7) Why limiting the analysis to a single helix? It would have been much more insightful to cover the whole domain. Especially given that it's so small.

8) The deep sequencing data should be made publicly available and easily accessible.

Coevolution:

9) We have some concern about the correlations in Figure 5. To what extent are the differences meaningful given that most of the data points are clustered together and the differences between plots appear to be due to a few outliers?

10) With so many homologous sequences, it should be possible to examine the robustness of the results using k-fold tests. For example, how does evolutionary coupling computed using (randomly chosen) half of the taxa compare to the values obtained with the other half? And how do the couplings in each set correlate with the energetic couplings?

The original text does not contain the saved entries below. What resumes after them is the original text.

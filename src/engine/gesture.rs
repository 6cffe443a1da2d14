//! Hold-to-drag gesture tracking and target-index computation

use std::time::{Duration, Instant};

/// How long the pointer must stay down before a drag starts.
///
/// A release before the threshold is a plain click, which is how the other
/// row controls (edit, delete, completion toggle) stay reachable.
pub const HOLD_THRESHOLD: Duration = Duration::from_millis(500);

/// Vertical bounding box of the currently-dragged item, in the same
/// coordinate space as the pointer position.
#[derive(Debug, Clone, Copy, PartialEq)]
pub struct ItemBounds {
    pub top: f64,
    pub bottom: f64,
}

impl ItemBounds {
    pub fn height(&self) -> f64 {
        self.bottom - self.top
    }
}

/// Compute the target index for a drag step.
///
/// Pointer above the box midpoint with a previous sibling moves the item up
/// one slot; pointer below the midpoint (measured from the bottom edge) with
/// a next sibling moves it down one slot; anything else stays put. The
/// result is always within `[0, len - 1]`, one step away at most.
pub fn target_index(bounds: &ItemBounds, pointer_y: f64, current: usize, len: usize) -> usize {
    let half = bounds.height() / 2.0;

    if pointer_y < bounds.top + half && current > 0 {
        current - 1
    } else if pointer_y > bounds.bottom - half && current + 1 < len {
        current + 1
    } else {
        current
    }
}

/// How a pointer-up resolved
#[derive(Debug, Clone, Copy, PartialEq, Eq)]
pub enum Release {
    /// Released before the hold threshold; no drag happened
    Click,
    /// Released after the hold matured; ends the drag
    DragEnd,
}

#[derive(Debug, Clone, Copy)]
enum HoldState {
    Idle,
    Holding { since: Instant },
    Dragging,
}

/// Tracks the hold timer for a single pointer interaction.
///
/// Timestamps are injected so the tracker never reads the wall clock.
#[derive(Debug)]
pub struct HoldTracker {
    state: HoldState,
}

impl HoldTracker {
    pub fn new() -> Self {
        Self {
            state: HoldState::Idle,
        }
    }

    /// Pointer pressed: start the hold timer
    pub fn pointer_down(&mut self, at: Instant) {
        self.state = HoldState::Holding { since: at };
    }

    /// Check whether the drag is active at `at`, promoting a matured hold.
    pub fn poll(&mut self, at: Instant) -> bool {
        match self.state {
            HoldState::Dragging => true,
            HoldState::Holding { since } if at.duration_since(since) >= HOLD_THRESHOLD => {
                self.state = HoldState::Dragging;
                true
            }
            _ => false,
        }
    }

    /// Pointer released: clears the hold timer if still pending and reports
    /// whether this ended a drag or was a plain click.
    pub fn pointer_up(&mut self, at: Instant) -> Release {
        let release = match self.state {
            HoldState::Dragging => Release::DragEnd,
            HoldState::Holding { since } if at.duration_since(since) >= HOLD_THRESHOLD => {
                Release::DragEnd
            }
            _ => Release::Click,
        };
        self.state = HoldState::Idle;
        release
    }

    /// Whether the hold has matured into a drag
    pub fn is_dragging(&self) -> bool {
        matches!(self.state, HoldState::Dragging)
    }

    /// Drop any tracking state (session teardown)
    pub fn reset(&mut self) {
        self.state = HoldState::Idle;
    }
}

impl Default for HoldTracker {
    fn default() -> Self {
        Self::new()
    }
}

#[cfg(test)]
mod tests {
    use super::*;
    use std::time::{Duration, Instant};

    fn bounds() -> ItemBounds {
        // Row spanning y = 100..140, midpoint at 120
        ItemBounds {
            top: 100.0,
            bottom: 140.0,
        }
    }

    #[test]
    fn test_target_above_midpoint_moves_up() {
        assert_eq!(target_index(&bounds(), 110.0, 2, 5), 1);
    }

    #[test]
    fn test_target_below_midpoint_moves_down() {
        assert_eq!(target_index(&bounds(), 130.0, 2, 5), 3);
    }

    #[test]
    fn test_target_at_midpoint_stays() {
        assert_eq!(target_index(&bounds(), 120.0, 2, 5), 2);
    }

    #[test]
    fn test_no_previous_sibling_stays() {
        assert_eq!(target_index(&bounds(), 90.0, 0, 5), 0);
    }

    #[test]
    fn test_no_next_sibling_stays() {
        assert_eq!(target_index(&bounds(), 150.0, 4, 5), 4);
    }

    #[test]
    fn test_single_item_never_moves() {
        assert_eq!(target_index(&bounds(), 0.0, 0, 1), 0);
        assert_eq!(target_index(&bounds(), 500.0, 0, 1), 0);
    }

    #[test]
    fn test_hold_matures_after_threshold() {
        let mut hold = HoldTracker::new();
        let start = Instant::now();

        hold.pointer_down(start);
        assert!(!hold.poll(start + Duration::from_millis(499)));
        assert!(hold.poll(start + HOLD_THRESHOLD));
        assert!(hold.is_dragging());
    }

    #[test]
    fn test_release_before_threshold_is_click() {
        let mut hold = HoldTracker::new();
        let start = Instant::now();

        hold.pointer_down(start);
        assert_eq!(
            hold.pointer_up(start + Duration::from_millis(100)),
            Release::Click
        );
        assert!(!hold.is_dragging());
    }

    #[test]
    fn test_release_after_threshold_ends_drag() {
        let mut hold = HoldTracker::new();
        let start = Instant::now();

        hold.pointer_down(start);
        hold.poll(start + HOLD_THRESHOLD);
        assert_eq!(hold.pointer_up(start + HOLD_THRESHOLD), Release::DragEnd);
        assert!(!hold.is_dragging());
    }

    #[test]
    fn test_poll_without_pointer_down_is_inert() {
        let mut hold = HoldTracker::new();
        assert!(!hold.poll(Instant::now()));
    }
}
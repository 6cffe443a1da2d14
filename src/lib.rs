//! Momentum - personal productivity tracker
//!
//! A REST API for per-user task and goal lists with manual drag reordering,
//! plus the client-side reordering engine that drives it.
//!
//! ## Services
//!
//! - **Auth**: register/login/verify with Argon2 password hashing and JWT sessions
//! - **Items**: CRUD + reorder endpoints for tasks and goals, scoped per owner
//! - **Quote**: motivational quote proxy with a TTL cache over a third-party API
//! - **Engine**: hold-to-drag gesture handling, optimistic list state, rollback

pub mod auth;
pub mod client;
pub mod config;
pub mod db;
pub mod engine;
pub mod quote;
pub mod routes;
pub mod server;
pub mod types;

pub use config::Args;
pub use server::{run, AppState};
pub use types::{Result, TrackerError};
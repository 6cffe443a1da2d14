//! Wire types for the tracker API
//!
//! The server guarantees every field is present in item responses, so these
//! deserialize strictly - no defensive defaulting on the client side.

use serde::{Deserialize, Serialize};

use crate::db::schemas::GoalType;
use crate::engine::ListEntry;

/// A task as returned by the API
#[derive(Serialize, Deserialize, Clone, Debug, PartialEq)]
pub struct TaskItem {
    pub id: String,
    pub title: String,
    pub completed: bool,
    pub order: f64,
}

/// A goal as returned by the API
#[derive(Serialize, Deserialize, Clone, Debug, PartialEq)]
pub struct GoalItem {
    pub id: String,
    pub title: String,
    pub completed: bool,
    pub order: f64,
    #[serde(rename = "type")]
    pub goal_type: GoalType,
}

impl ListEntry for TaskItem {
    fn id(&self) -> &str {
        &self.id
    }
}

impl ListEntry for GoalItem {
    fn id(&self) -> &str {
        &self.id
    }
}

/// Partial update for a task. Absent fields are left untouched.
#[derive(Serialize, Clone, Debug, Default)]
pub struct TaskUpdate {
    #[serde(skip_serializing_if = "Option::is_none")]
    pub completed: Option<bool>,
    #[serde(skip_serializing_if = "Option::is_none")]
    pub title: Option<String>,
    #[serde(skip_serializing_if = "Option::is_none")]
    pub order: Option<f64>,
}

/// Partial update for a goal. Absent fields are left untouched.
#[derive(Serialize, Clone, Debug, Default)]
pub struct GoalUpdate {
    #[serde(skip_serializing_if = "Option::is_none")]
    pub completed: Option<bool>,
    #[serde(skip_serializing_if = "Option::is_none")]
    pub title: Option<String>,
    #[serde(skip_serializing_if = "Option::is_none")]
    pub order: Option<f64>,
    #[serde(rename = "type", skip_serializing_if = "Option::is_none")]
    pub goal_type: Option<GoalType>,
}

#[cfg(test)]
mod tests {
    use super::*;

    #[test]
    fn test_goal_item_round_trip() {
        let json = r#"{"id":"64b7f3d2a1c9e85f2d4b0a11","title":"Run a 10k","completed":false,"order":2.0,"type":"monthly"}"#;
        let goal: GoalItem = serde_json::from_str(json).unwrap();
        assert_eq!(goal.goal_type, GoalType::Monthly);
        assert!(!goal.completed);

        let back = serde_json::to_string(&goal).unwrap();
        assert!(back.contains(r#""type":"monthly""#));
    }

    #[test]
    fn test_missing_field_is_rejected() {
        // Strict schema: the server always sends `completed`, so a response
        // without it is a contract violation, not something to patch over.
        let json = r#"{"id":"64b7f3d2a1c9e85f2d4b0a11","title":"Run a 10k","order":0.0}"#;
        assert!(serde_json::from_str::<TaskItem>(json).is_err());
    }

    #[test]
    fn test_partial_update_serializes_only_present_fields() {
        let update = TaskUpdate {
            completed: Some(true),
            ..Default::default()
        };
        assert_eq!(serde_json::to_string(&update).unwrap(), r#"{"completed":true}"#);
    }
}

11) Regarding the previous point, it would be insightful to examine the robustness of the two methods used to estimate coevolution. Both DCA, used to detect direct couplings, and SCA, used to suggest 'functional couplings'. Hopefully both will be equally robust in k-fold tests.

12) "Extracting the coevolution pattern in the top eigenmode for just the α2 helix (Figure 5C), we find that coevolution as defined by SCA in fact nearly quantitatively recapitulates the homolog averaged experimental couplings collected here (𝑟² = 0.82, 𝑝 = 10;<= by F-test, Figure 5D)." r² = 0.82 is fair correlation at most. This sentence should be tuned down considerably.

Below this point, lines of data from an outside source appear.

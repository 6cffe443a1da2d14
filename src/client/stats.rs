//! Completion statistics for the dashboard
//!
//! A pure, stateless transform over fetched lists. The dashboard chart reads
//! these counts; nothing here talks to the server.

use crate::client::types::{GoalItem, TaskItem};

/// Anything with a completion flag
pub trait Completable {
    fn is_completed(&self) -> bool;
}

impl Completable for TaskItem {
    fn is_completed(&self) -> bool {
        self.completed
    }
}

impl Completable for GoalItem {
    fn is_completed(&self) -> bool {
        self.completed
    }
}

/// Completion counts for one item kind
#[derive(Debug, Clone, Copy, PartialEq, Eq, Default)]
pub struct CompletionSummary {
    pub total: usize,
    pub completed: usize,
}

impl CompletionSummary {
    pub fn remaining(&self) -> usize {
        self.total - self.completed
    }

    /// Share of items completed, in percent. An empty list counts as 0%.
    pub fn percent_complete(&self) -> f64 {
        if self.total == 0 {
            0.0
        } else {
            (self.completed as f64 / self.total as f64) * 100.0
        }
    }
}

/// Derive completion counts from a fetched list
pub fn summarize<T: Completable>(items: &[T]) -> CompletionSummary {
    CompletionSummary {
        total: items.len(),
        completed: items.iter().filter(|i| i.is_completed()).count(),
    }
}

#[cfg(test)]
mod tests {
    use super::*;

    fn task(completed: bool) -> TaskItem {
        TaskItem {
            id: "64b7f3d2a1c9e85f2d4b0a11".into(),
            title: "Buy milk".into(),
            completed,
            order: 0.0,
        }
    }

    #[test]
    fn test_summarize_counts_completed() {
        let items = vec![task(true), task(false), task(true)];
        let summary = summarize(&items);

        assert_eq!(summary.total, 3);
        assert_eq!(summary.completed, 2);
        assert_eq!(summary.remaining(), 1);
    }

    #[test]
    fn test_empty_list_is_zero_percent() {
        let summary = summarize::<TaskItem>(&[]);
        assert_eq!(summary.total, 0);
        assert_eq!(summary.percent_complete(), 0.0);
    }

    #[test]
    fn test_percent_complete() {
        let items = vec![task(true), task(false), task(false), task(false)];
        assert_eq!(summarize(&items).percent_complete(), 25.0);
    }
}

13) The statement in the sentence before the Discussion that non-contact couplings in the DCA model represent noise is at odds with Anishchenko et al., 2017. This discrepancy requires some discussion.

14) When comparing the two coevolution methods the authors should make the most of each. For some reason they use a very small alignment in DCA. About one tenth of all possible sequences.

15) DCA (and a full evolutionary study) takes into account both direct and indirect couplings between all residues. SCA on the other hand, takes into account only couplings between amino acid pairs. Thus, the energetic couplings work, via the double-mutant cycle, is more similar in spirit to SCA. The authors should refer to this point when correlating the two evolutionary coupling methods to the energetic coupling analysis.

[Editors' note: further revisions were requested prior to acceptance, as described below.]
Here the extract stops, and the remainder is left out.